Convert Count to TPM for Secondary Analysis
I have read this article about data conversion: https://kb.10xgenomics.com/hc/en-us/articles/115003684783-How-to-calculate-TPM-RPKM-or-FPKM-instead-...
However, I want to use sigEMD (https://github.com/NabaviLab/SigEMD) for Differentially Expressed Gene analysis, they required to have log2(TPM+1) values as input. I also read some articles regarding conversion from count to TPM, but they need the effective gene length to calculate that, which I don't know how to get from the count matrix generated from cellranger.
Could you please inform me how to do this? Thank you
Re: Convert Count to TPM for Secondary Analysis
Thank you for your question.
We don't calculate TPM (transcripts per kilobase million), because 10x single-cell gene expression assay is 3' or 5'-based and there is no disproportionate read counting due to transcript length.

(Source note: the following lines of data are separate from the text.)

/// Declares a closed enumeration whose variants map one-to-one onto fixed wire strings.
///
/// Generates `serde` derives with per-variant renames, `as_str`, `ALL`, `VALUES`, `FIELD`,
/// `Display` and a strict `FromStr`.
macro_rules! closed_enum {
    (
        $(#[$meta:meta])*
        pub enum $name:ident as $field:literal {
            $( $(#[$vmeta:meta])* $variant:ident => $text:literal ),+ $(,)?
        }
    ) => {
        $(#[$meta])*
        #[derive(Debug, Clone, Copy, PartialEq, Eq, Hash, serde::Serialize, serde::Deserialize)]
        #[cfg_attr(feature = "openapi", derive(utoipa::ToSchema))]
        pub enum $name {
            $(
                $(#[$vmeta])*
                #[serde(rename = $text)]
                $variant,
            )+
        }

        impl $name {
            /// Wire name of the field this enumeration populates.
            pub const FIELD: &'static str = $field;

            /// Every variant, in declaration order.
            pub const ALL: &'static [$name] = &[$($name::$variant),+];

            /// Every accepted wire value, in declaration order.
            pub const VALUES: &'static [&'static str] = &[$($text),+];

            /// Returns the exact wire text of this variant.
            pub fn as_str(self) -> &'static str {
                match self {
                    $($name::$variant => $text),+
                }
            }
        }

        impl std::fmt::Display for $name {
            fn fmt(&self, f: &mut std::fmt::Formatter<'_>) -> std::fmt::Result {
                f.write_str(self.as_str())
            }
        }

        impl std::str::FromStr for $name {
            type Err = $crate::EnumParseError;

            fn from_str(s: &str) -> Result<Self, Self::Err> {
                match s {
                    $($text => Ok($name::$variant),)+
                    other => Err($crate::EnumParseError {
                        field: $field,
                        value: other.to_owned(),
                        allowed: Self::VALUES,
                    }),
                }
            }
        }
    };
}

In traditional RNA-seq data, complete transcripts are fragmented followed by cDNA synthesis, end repair, and adapter ligation. In this workflow, the probability of sampling a fragment from a long transcript is larger than from a short one. Therefore, it makes sense to normalize read counts by the length of the transcript. However, in 10x single cell 3' or 5' gene expression assay, this bias does not exist. Therefore, we would not advise on normalizing reads counts by gene length.
If you are interested in knowing more about our UMI counting algorithms, you can find more detail here: https://support.10xgenomics.com/single-cell-gene-expression/software/pipelines/latest/algorithms/ove....
In addition, sigEMD is not developed by 10x and we cannot assist you with any issue you might experience using it. I would suggest contacting the developer of the tool for any questions. I apologize for any frustration caused by using this third-party tool and hope the developer can assist you in getting it to work.